-------- ENTRIES SUPPLIED

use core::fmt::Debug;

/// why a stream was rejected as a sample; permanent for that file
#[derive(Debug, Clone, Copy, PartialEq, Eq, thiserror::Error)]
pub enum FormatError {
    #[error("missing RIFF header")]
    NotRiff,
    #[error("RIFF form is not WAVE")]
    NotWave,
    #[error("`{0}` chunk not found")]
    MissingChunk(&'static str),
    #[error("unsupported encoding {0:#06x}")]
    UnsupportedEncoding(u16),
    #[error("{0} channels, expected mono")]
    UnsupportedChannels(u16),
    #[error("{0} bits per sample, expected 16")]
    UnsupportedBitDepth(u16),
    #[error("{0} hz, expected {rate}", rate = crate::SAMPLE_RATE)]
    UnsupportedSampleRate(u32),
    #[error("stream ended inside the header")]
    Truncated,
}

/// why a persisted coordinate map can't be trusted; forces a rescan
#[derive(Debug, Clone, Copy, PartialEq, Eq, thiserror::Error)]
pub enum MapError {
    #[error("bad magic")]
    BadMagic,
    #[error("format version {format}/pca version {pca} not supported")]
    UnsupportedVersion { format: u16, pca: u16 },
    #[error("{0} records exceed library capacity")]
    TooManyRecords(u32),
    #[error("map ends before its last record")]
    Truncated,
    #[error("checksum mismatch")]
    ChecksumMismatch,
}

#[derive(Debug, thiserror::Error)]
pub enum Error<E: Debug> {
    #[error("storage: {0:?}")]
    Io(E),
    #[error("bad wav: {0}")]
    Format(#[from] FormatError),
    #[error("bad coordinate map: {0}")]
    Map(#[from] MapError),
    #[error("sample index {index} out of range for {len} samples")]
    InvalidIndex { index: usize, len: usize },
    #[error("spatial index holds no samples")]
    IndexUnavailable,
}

----------------

WORK INSTRUCTION:
Locate the word "FormatError" in the entries, and copy every line where it is found.

ANSWER TO THIS PROBLEM:
pub enum FormatError {
    Format(#[from] FormatError),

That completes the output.